Former railway station in Cornwall, England

Padstow railway station (Lannwedhenek) was the western terminus of the North Cornwall Railway. It was opened in 1899 by the London and South Western Railway (LSWR) to serve the port of Padstow. It closed in 1967 having been proposed for closure in the Beeching Report.

== History ==

Although the LSWR obtained an act of Parliament giving authorisation to construct a line from Halwill & Beaworthy to Padstow in 1882 and opened the line as far as in 1894, it was to be a further five years before the line reached Padstow. The delay came about because of discussions within the LSWR in 1894 as to whether the line should in fact terminate at Truro rather than Padstow. Around the same time, the time period specified by Parliament within which the North Cornwall Line was to be constructed lapsed and it became necessary to apply for fresh authorisation. Under pressure from by local residents, the LSWR obtained new approval in the form of the North Cornwall Railway Act 1896 (59 & 60 Vict. c. clvi) which authorised the extension west over the main road in Wadebridge where a level crossing was to be installed. The line finally arrived in Padstow on 23 March 1899 and the station opened to traffic four days later. The line's opening was celebrated by crowds of local residents who gathered at the station to greet the first train. A brass band was also on hand and played "See The Conquering Hero Comes".

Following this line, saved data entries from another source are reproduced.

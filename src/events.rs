//! Lifecycle events and per-frame updates leaving the kernel.

use std::sync::{Mutex, PoisonError};

use crossbeam_channel::{Receiver, Sender, TrySendError};
use serde::Serialize;

use crate::frame::Frame;

#[derive(Clone, Debug, PartialEq, Eq, Serialize)]
#[serde(tag = "event", rename_all = "snake_case")]
pub enum LifecycleEvent {
    Starting { camera_id: u32 },
    Started { camera_id: u32 },
    Stopped { camera_id: u32 },
    Failed { camera_id: u32, reason: String },
    CountReset { camera_id: u32 },
}

impl LifecycleEvent {
    pub fn camera_id(&self) -> u32 {
        match self {
            LifecycleEvent::Starting { camera_id }
            | LifecycleEvent::Started { camera_id }
            | LifecycleEvent::Stopped { camera_id }
            | LifecycleEvent::Failed { camera_id, .. }
            | LifecycleEvent::CountReset { camera_id } => *camera_id,
        }
    }

    /// `Stopped` and `Failed` end a session; exactly one is published per start.
    pub fn is_terminal(&self) -> bool {
        matches!(
            self,
            LifecycleEvent::Stopped { .. } | LifecycleEvent::Failed { .. }
        )
    }
}

/// How a worker's loop ended.
#[derive(Clone, Debug, PartialEq, Eq)]
pub enum WorkerOutcome {
    Stopped,
    Failed(String),
}

impl WorkerOutcome {
    pub fn into_event(self, camera_id: u32) -> LifecycleEvent {
        match self {
            WorkerOutcome::Stopped => LifecycleEvent::Stopped { camera_id },
            WorkerOutcome::Failed(reason) => LifecycleEvent::Failed { camera_id, reason },
        }
    }
}

/// Fan-out of lifecycle events to any number of subscribers.
///
/// Subscribers whose receiver was dropped are pruned on the next publish.
#[derive(Debug, Default)]
pub struct EventBus {
    subscribers: Mutex<Vec<Sender<LifecycleEvent>>>,
}

impl EventBus {
    pub fn new() -> Self {
        Self::default()
    }

    pub fn subscribe(&self) -> Receiver<LifecycleEvent> {
        let (tx, rx) = crossbeam_channel::unbounded();
        self.subscribers
            .lock()
            .unwrap_or_else(PoisonError::into_inner)
            .push(tx);
        rx
    }

    pub fn publish(&self, event: LifecycleEvent) {
        log::debug!("lifecycle event: {:?}", event);
        let mut subscribers = self.subscribers.lock().unwrap_or_else(PoisonError::into_inner);
        subscribers.retain(|tx| tx.send(event.clone()).is_ok());
    }
}

/// Called by a worker once per processed frame with `(camera_id, count, annotated_frame)`.
pub type UpdateCallback = Box<dyn FnMut(u32, u64, &Frame) + Send>;

#[derive(Clone, Debug)]
pub struct FrameUpdate {
    pub camera_id: u32,
    pub count: u64,
    pub frame: Frame,
}

/// Callback that forwards updates into a bounded channel.
///
/// Updates are dropped while the channel is full so a slow consumer never
/// stalls the worker.
pub fn channel_callback(capacity: usize) -> (UpdateCallback, Receiver<FrameUpdate>) {
    let (tx, rx) = crossbeam_channel::bounded(capacity.max(1));
    let callback: UpdateCallback = Box::new(move |camera_id, count, frame: &Frame| {
        let update = FrameUpdate {
            camera_id,
            count,
            frame: frame.clone(),
        };
        match tx.try_send(update) {
            Ok(()) | Err(TrySendError::Full(_)) => {}
            Err(TrySendError::Disconnected(_)) => {
                log::trace!("frame update receiver for camera {} is gone", camera_id)
            }
        }
    });
    (callback, rx)
}

#[cfg(test)]
mod tests {
    use super::*;

    #[test]
    fn every_subscriber_sees_every_event() {
        let bus = EventBus::new();
        let a = bus.subscribe();
        let b = bus.subscribe();
        bus.publish(LifecycleEvent::Starting { camera_id: 3 });
        bus.publish(LifecycleEvent::Stopped { camera_id: 3 });

        for rx in [a, b] {
            let got: Vec<LifecycleEvent> = rx.try_iter().collect();
            assert_eq!(
                got,
                vec![
                    LifecycleEvent::Starting { camera_id: 3 },
                    LifecycleEvent::Stopped { camera_id: 3 }
                ]
            );
        }
    }

    #[test]
    fn dropped_subscribers_are_pruned() {
        let bus = EventBus::new();
        let kept = bus.subscribe();
        drop(bus.subscribe());
        bus.publish(LifecycleEvent::CountReset { camera_id: 0 });
        assert_eq!(bus.subscribers.lock().unwrap().len(), 1);
        assert_eq!(kept.len(), 1);
    }

    #[test]
    fn channel_callback_drops_when_full() -> anyhow::Result<()> {
        let (mut callback, rx) = channel_callback(1);
        let frame = Frame::blank(4, 4, 0)?;
        callback(1, 5, &frame);
        callback(1, 6, &frame);
        let updates: Vec<FrameUpdate> = rx.try_iter().collect();
        assert_eq!(updates.len(), 1);
        assert_eq!(updates[0].count, 5);
        drop(rx);
        callback(1, 7, &frame);
        Ok(())
    }

    #[test]
    fn events_serialize_with_tag() -> anyhow::Result<()> {
        let json = serde_json::to_value(LifecycleEvent::Failed {
            camera_id: 2,
            reason: "connection error".into(),
        })?;
        assert_eq!(json["event"], "failed");
        assert_eq!(json["camera_id"], 2);
        assert!(WorkerOutcome::Stopped.into_event(2).is_terminal());
        Ok(())
    }
}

Upon its opening the station consisted of a single platform 100 yd in length, a run-around loop, a siding leading down to a fish shed and platform by the harbour where fish consignments were loaded, and a small goods shed on the Down side with canopies over the loading points on each side. The station incorporated the stationmaster's residence and was constructed of local stone. A platform canopy decorated with saw-tooth valancing was also added. Finally, a stone 18-lever signal box was situated near the platform. The first changes occurred in 1900 when a turntable was installed. Around 1910 a carriage siding was added to next to the run-round loop, followed by the construction of the South Jetty served by two long sidings.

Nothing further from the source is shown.